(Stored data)
━━━
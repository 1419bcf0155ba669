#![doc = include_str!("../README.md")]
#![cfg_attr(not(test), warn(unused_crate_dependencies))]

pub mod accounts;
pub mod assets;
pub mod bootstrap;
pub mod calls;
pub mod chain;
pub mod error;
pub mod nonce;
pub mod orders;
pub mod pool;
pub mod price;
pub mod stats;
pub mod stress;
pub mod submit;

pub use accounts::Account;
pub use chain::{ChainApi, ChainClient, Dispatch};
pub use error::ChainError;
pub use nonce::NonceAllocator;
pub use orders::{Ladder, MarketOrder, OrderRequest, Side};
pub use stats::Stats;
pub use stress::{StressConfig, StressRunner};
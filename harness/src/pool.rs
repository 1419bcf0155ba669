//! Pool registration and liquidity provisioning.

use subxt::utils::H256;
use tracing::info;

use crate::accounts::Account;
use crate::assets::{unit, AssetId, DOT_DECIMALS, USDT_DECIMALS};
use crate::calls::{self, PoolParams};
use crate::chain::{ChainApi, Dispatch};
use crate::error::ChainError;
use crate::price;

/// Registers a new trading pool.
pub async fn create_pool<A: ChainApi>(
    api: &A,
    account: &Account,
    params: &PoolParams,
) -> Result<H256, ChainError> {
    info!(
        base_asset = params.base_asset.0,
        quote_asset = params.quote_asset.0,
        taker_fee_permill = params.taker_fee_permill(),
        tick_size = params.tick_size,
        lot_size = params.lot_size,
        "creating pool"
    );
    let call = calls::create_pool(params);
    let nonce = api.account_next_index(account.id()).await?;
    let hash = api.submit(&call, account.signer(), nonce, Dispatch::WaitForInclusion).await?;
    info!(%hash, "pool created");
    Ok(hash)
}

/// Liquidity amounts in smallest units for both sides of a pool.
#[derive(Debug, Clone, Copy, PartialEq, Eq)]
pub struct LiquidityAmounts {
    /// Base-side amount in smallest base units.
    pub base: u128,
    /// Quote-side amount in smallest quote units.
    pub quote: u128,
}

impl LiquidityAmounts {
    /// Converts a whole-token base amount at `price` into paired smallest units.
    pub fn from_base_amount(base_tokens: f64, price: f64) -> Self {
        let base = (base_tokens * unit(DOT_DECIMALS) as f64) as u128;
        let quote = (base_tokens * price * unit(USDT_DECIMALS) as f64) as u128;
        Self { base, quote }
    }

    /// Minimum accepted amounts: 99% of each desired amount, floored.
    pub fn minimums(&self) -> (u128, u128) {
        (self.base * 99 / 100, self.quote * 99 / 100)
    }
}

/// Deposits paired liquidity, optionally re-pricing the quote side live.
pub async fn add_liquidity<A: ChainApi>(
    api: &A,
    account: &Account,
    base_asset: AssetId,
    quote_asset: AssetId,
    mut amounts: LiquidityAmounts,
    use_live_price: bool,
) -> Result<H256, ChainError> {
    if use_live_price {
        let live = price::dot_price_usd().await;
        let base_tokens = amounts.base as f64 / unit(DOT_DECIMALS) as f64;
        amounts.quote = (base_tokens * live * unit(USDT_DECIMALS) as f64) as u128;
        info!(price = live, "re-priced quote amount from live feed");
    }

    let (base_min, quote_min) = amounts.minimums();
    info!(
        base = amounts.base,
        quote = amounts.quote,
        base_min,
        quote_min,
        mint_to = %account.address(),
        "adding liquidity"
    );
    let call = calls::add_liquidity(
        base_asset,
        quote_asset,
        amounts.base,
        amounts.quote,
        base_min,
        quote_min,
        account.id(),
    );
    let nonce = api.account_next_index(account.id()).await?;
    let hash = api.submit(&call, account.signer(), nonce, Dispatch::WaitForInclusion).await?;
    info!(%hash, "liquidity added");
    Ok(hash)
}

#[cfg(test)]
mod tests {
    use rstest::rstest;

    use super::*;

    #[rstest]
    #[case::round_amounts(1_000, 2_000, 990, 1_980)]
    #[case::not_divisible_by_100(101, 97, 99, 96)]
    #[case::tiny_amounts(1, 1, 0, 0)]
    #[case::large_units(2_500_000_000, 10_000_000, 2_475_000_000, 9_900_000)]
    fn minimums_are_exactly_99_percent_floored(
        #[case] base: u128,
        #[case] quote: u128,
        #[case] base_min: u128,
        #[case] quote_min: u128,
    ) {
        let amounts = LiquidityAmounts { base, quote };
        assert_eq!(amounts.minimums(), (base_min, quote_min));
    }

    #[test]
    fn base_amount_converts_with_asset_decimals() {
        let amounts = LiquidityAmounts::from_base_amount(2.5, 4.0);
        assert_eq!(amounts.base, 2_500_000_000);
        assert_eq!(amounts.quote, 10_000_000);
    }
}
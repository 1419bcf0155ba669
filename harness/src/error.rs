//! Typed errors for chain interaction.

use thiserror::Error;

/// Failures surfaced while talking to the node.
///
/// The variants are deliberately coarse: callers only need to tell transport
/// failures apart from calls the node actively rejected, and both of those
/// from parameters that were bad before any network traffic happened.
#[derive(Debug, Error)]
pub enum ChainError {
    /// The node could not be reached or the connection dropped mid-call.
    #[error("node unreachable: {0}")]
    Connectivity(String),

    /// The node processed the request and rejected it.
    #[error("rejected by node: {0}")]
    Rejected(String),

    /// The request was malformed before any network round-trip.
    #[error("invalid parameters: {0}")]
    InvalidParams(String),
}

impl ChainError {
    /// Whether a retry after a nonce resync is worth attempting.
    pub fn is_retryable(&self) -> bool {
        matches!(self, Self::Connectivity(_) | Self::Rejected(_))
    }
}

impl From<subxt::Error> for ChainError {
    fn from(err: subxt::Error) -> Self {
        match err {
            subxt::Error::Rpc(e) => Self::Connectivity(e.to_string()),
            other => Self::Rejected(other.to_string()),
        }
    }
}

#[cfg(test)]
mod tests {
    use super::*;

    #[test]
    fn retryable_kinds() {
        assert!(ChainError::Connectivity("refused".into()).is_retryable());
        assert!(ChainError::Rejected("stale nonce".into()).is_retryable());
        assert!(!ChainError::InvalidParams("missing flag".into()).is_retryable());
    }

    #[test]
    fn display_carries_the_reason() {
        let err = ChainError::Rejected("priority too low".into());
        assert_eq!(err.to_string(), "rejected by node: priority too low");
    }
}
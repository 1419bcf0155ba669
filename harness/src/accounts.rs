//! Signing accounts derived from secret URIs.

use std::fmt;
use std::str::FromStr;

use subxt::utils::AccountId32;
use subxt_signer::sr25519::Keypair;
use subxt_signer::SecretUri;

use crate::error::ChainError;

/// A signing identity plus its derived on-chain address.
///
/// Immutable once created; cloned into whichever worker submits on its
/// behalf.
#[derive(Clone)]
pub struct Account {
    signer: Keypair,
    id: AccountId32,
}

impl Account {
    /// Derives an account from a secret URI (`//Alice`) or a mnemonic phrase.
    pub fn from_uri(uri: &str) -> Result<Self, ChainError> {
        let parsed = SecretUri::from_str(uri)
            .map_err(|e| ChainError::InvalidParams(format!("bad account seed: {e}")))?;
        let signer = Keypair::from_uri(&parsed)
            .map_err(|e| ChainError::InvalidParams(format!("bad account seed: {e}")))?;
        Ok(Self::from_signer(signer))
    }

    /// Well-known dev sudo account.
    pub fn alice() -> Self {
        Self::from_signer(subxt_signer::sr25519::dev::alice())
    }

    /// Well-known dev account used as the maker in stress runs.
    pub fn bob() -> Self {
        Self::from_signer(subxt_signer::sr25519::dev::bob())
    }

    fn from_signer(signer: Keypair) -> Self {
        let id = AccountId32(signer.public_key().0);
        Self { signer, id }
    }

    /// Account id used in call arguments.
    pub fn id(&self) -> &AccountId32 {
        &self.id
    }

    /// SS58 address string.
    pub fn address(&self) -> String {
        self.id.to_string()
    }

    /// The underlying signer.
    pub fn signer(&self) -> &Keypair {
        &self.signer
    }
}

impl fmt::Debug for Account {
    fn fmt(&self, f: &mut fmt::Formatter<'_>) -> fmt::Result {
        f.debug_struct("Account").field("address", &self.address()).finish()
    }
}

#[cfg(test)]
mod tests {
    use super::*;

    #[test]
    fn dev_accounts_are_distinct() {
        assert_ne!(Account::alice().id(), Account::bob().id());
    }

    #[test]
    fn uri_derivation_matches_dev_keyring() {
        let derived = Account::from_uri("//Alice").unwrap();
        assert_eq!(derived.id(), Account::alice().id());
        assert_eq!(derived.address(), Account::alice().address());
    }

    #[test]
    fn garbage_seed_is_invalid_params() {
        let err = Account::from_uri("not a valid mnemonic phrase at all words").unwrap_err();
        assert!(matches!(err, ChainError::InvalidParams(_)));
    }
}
━━━
* WHAT YOU ARE ASKED TO DO
Return from the data every line that holds "InvalidParams".

* EXERCISE RESPONSE
    InvalidParams(String),
        assert!(!ChainError::InvalidParams("missing flag".into()).is_retryable());
            .map_err(|e| ChainError::InvalidParams(format!("bad account seed: {e}")))?;
            .map_err(|e| ChainError::InvalidParams(format!("bad account seed: {e}")))?;
        assert!(matches!(err, ChainError::InvalidParams(_)));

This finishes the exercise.